Insight 4: Overall Energy Consumption and Cost¶
plt.figure(figsize=(18, 6))
plt.subplot(1, 3, 1)
sns.histplot(df['TOTALBTU'].dropna(), bins=30, kde=True, color='skyblue')
plt.title('Distribution of Total Energy Consumption (BTU)')
plt.xlabel('TOTALBTU')
plt.ylabel('Count')
plt.subplot(1, 3, 2)
sns.histplot(df['TOTALDOL'].dropna(), bins=30, kde=True, color='lightcoral')
plt.title('Distribution of Total Energy Cost (Dollars)')
plt.xlabel('TOTALDOL')
plt.ylabel('Count')
plt.subplot(1, 3, 3)
sns.histplot(df['KWH'].dropna(), bins=30, kde=True, color='lightgreen')
plt.title('Distribution of Total Electricity Consumption (KWH)')
plt.xlabel('KWH')
plt.ylabel('Count')
plt.tight_layout()
plt.show()
print(f"Insight: 'TOTALBTU' (total energy consumption in BTU) varies widely, with a mean of approximately {df['TOTALBTU'].mean():.0f} BTU. 'TOTALDOL' (total energy cost in dollars) also shows significant variation, averaging around ${df['TOTALDOL'].mean():.0f}. Electricity (KWH) is a major component of energy use, with an average of ~{df['KWH'].mean():.0f} KWH per household.")
Insight: 'TOTALBTU' (total energy consumption in BTU) varies widely, with a mean of approximately 89996 BTU. 'TOTALDOL' (total energy cost in dollars) also shows significant variation, averaging around $2037. Electricity (KWH) is a major component of energy use, with an average of ~11288 KWH per household.
Insight 5: Energy End-Use Breakdown¶
kwh_breakdown_cols = ['KWHSPH', 'KWHCOL', 'KWHWTH', 'KWHRFG', 'KWHOTH']
btung_breakdown_cols = ['BTUNGSPH', 'BTUNGWTH', 'BTUNGOTH']

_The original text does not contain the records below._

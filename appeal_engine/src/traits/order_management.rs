use chrono::{DateTime, Utc};

use crate::{
    db_types::{NewOrder, Order, OrderId, OrderStatusType},
    traits::StoreError,
};

/// Storage for orders.
///
/// Orders are never deleted and their status is never written unconditionally. Every status change names the status
/// it expects to replace, and a change whose expectation does not hold affects nothing.
#[allow(async_fn_in_trait)]
pub trait OrderManagement {
    /// Inserts a new order in `Created` status. A second order with the same idempotency key fails with
    /// [`StoreError::UniqueViolation`].
    async fn insert_order(&self, order: NewOrder) -> Result<Order, StoreError>;

    async fn fetch_order(&self, id: &OrderId) -> Result<Option<Order>, StoreError>;

    async fn fetch_order_by_payment_ref(&self, payment_ref: &str) -> Result<Option<Order>, StoreError>;

    /// Sets the status to `to` if, and only if, the order is currently in `from`. Returns the updated order, or
    /// `None` if no row matched.
    async fn transition_order(
        &self,
        id: &OrderId,
        from: OrderStatusType,
        to: OrderStatusType,
    ) -> Result<Option<Order>, StoreError>;

    /// Stores the payment reference and moves the order from `Created` to `PaymentPending` in a single write.
    /// Returns `None` if the order is not in `Created` status.
    async fn attach_payment_ref(&self, id: &OrderId, payment_ref: &str) -> Result<Option<Order>, StoreError>;

    /// Claims the order's generation lock until `until`. Succeeds only if the lock is free or has expired at `now`.
    async fn try_lock_order(
        &self,
        id: &OrderId,
        token: &str,
        now: DateTime<Utc>,
        until: DateTime<Utc>,
    ) -> Result<bool, StoreError>;

    /// Releases the lock if it is still held with `token`.
    async fn release_order_lock(&self, id: &OrderId, token: &str) -> Result<(), StoreError>;
}
use std::{
    collections::HashMap,
    fmt::Debug,
    sync::{
        atomic::{AtomicBool, Ordering},
        Arc,
    },
};

use appeal_engine::{
    db_types::{Order, Precheck, ReportId},
    events::EventProducers,
    precheck_objects::PrecheckSource,
    snapshot::ReportSnapshot,
    test_utils::prepare_env::fresh_database,
    DigestRenderer,
    OrderFlowApi,
    PrecheckApi,
    RenderError,
    ReportApi,
    ReportRenderer,
    SqliteDatabase,
    SystemConfig,
};
use cucumber::World;
use log::*;
use property_data::DataSourceGateway;

#[derive(Default, Debug, World)]
pub struct AppealWorld {
    pub system: Option<AppealSystem>,
    pub last_precheck: Option<(PrecheckSource, Precheck)>,
    pub orders: HashMap<String, Order>,
    pub last_error: Option<String>,
}

impl AppealWorld {
    pub fn system(&self) -> &AppealSystem {
        self.system.as_ref().expect("System not initialised")
    }

    pub fn order(&self, alias: &str) -> &Order {
        self.orders.get(alias).unwrap_or_else(|| panic!("No order called {alias}"))
    }

    pub fn precheck(&self) -> &Precheck {
        &self.last_precheck.as_ref().expect("No precheck has been run").1
    }
}

/// A renderer that can be switched off to simulate an outage.
#[derive(Clone, Debug, Default)]
pub struct SwitchableRenderer {
    pub down: Arc<AtomicBool>,
    inner: DigestRenderer,
}

impl ReportRenderer for SwitchableRenderer {
    async fn render(&self, report_id: &ReportId, snapshot: &ReportSnapshot) -> Result<String, RenderError> {
        if self.down.load(Ordering::SeqCst) {
            return Err(RenderError::Unavailable("connection refused".into()));
        }
        self.inner.render(report_id, snapshot).await
    }
}

pub struct AppealSystem {
    pub db_path: String,
    pub db: SqliteDatabase,
    pub config: SystemConfig,
    pub renderer: SwitchableRenderer,
    pub prechecks: PrecheckApi<SqliteDatabase, DataSourceGateway>,
    pub orders: OrderFlowApi<SqliteDatabase>,
    pub reports: ReportApi<SqliteDatabase, SwitchableRenderer>,
}

impl Debug for AppealSystem {
    fn fmt(&self, f: &mut std::fmt::Formatter<'_>) -> std::fmt::Result {
        write!(f, "AppealSystem({})", self.db_path)
    }
}

impl AppealSystem {
    pub async fn new() -> Self {
        let db = fresh_database().await;
        let url = db.url().to_string();
        debug!("Created database: {url}");
        let renderer = SwitchableRenderer::default();
        let producers = EventProducers::default();
        Self {
            db_path: url,
            config: SystemConfig::default(),
            prechecks: PrecheckApi::new(db.clone(), DataSourceGateway::fixture_only(), producers.clone()),
            orders: OrderFlowApi::new(db.clone(), producers.clone()),
            reports: ReportApi::new(db.clone(), renderer.clone(), producers),
            renderer,
            db,
        }
    }
}
pub mod appeal_world;
pub mod setups;
pub mod steps;

pub use appeal_world::AppealWorld;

avg_kwh_breakdown = df[kwh_breakdown_cols].mean().sort_values(ascending=False)
avg_btung_breakdown = df[btung_breakdown_cols].mean().sort_values(ascending=False)
plt.figure(figsize=(14, 6))
plt.subplot(1, 2, 1)
avg_kwh_breakdown.plot(kind='bar', color='teal')

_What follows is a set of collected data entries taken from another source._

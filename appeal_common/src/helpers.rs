/// Parse a boolean flag from a string value, or return the given default value otherwise.
pub fn parse_boolean_flag(value: Option<String>, default: bool) -> bool {
    let value = match value {
        Some(v) => v,
        None => return default,
    };
    match value.trim().to_ascii_lowercase().as_str() {
        "1" | "true" | "yes" | "on" => true,
        "0" | "false" | "no" | "off" => false,
        _ => default,
    }
}

/// Formats a whole-dollar amount with thousands separators, e.g. `450000` becomes `"450,000"`.
///
/// The dollar sign is not included, since the templates that use this place it themselves.
pub fn format_dollars(value: i64) -> String {
    let digits = value.unsigned_abs().to_string();
    let mut result = String::with_capacity(digits.len() + digits.len() / 3 + 1);
    for (i, c) in digits.chars().enumerate() {
        if i > 0 && (digits.len() - i) % 3 == 0 {
            result.push(',');
        }
        result.push(c);
    }
    if value < 0 {
        result.insert(0, '-');
    }
    result
}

plt.title('Average Electricity End-Use Breakdown (KWH)')
plt.xlabel('End Use')
plt.ylabel('Average KWH')
plt.xticks(rotation=45, ha='right')
plt.subplot(1, 2, 2)
avg_btung_breakdown.plot(kind='bar', color='orange')
plt.title('Average Natural Gas End-Use Breakdown (BTU)')
plt.xlabel('End Use')
plt.ylabel('Average BTU')
plt.xticks(rotation=45, ha='right')
plt.tight_layout()
plt.show()
print("Insight: For electricity, 'KWHOTH' (other uses) and 'KWHSPH' (space heating) are often the largest categories. For natural gas, 'BTUNGSPH' (space heating) and 'BTUNGWTH' (water heating) are dominant.")
Insight: For electricity, 'KWHOTH' (other uses) and 'KWHSPH' (space heating) are often the largest categories. For natural gas, 'BTUNGSPH' (space heating) and 'BTUNGWTH' (water heating) are dominant.
Insight 6: Heating and Cooling System Prevalence¶
heat_map = {1: 'Yes', 0: 'No'}
cool_map = {1: 'Yes', 0: 'No'}
fuelheat_map = {1: 'Electricity', 2: 'Natural Gas', 3: 'Fuel Oil', 4: 'Propane', 5: 'Wood', 6: 'Other'}
cooltype_map = {1: 'Central AC', 2: 'Window/Wall AC', 3: 'Heat Pump', 4: 'Other'}
df['HEATHOME_Label'] = df['HEATHOME'].map(heat_map)
df['AIRCOND_Label'] = df['AIRCOND'].map(cool_map)
df['FUELHEAT_Label'] = df['FUELHEAT'].map(fuelheat_map)
df['COOLTYPE_Label'] = df['COOLTYPE'].map(cooltype_map)
plt.figure(figsize=(16, 6))
plt.subplot(1, 2, 1)
sns.countplot(x='HEATHOME_Label', data=df, palette='Blues')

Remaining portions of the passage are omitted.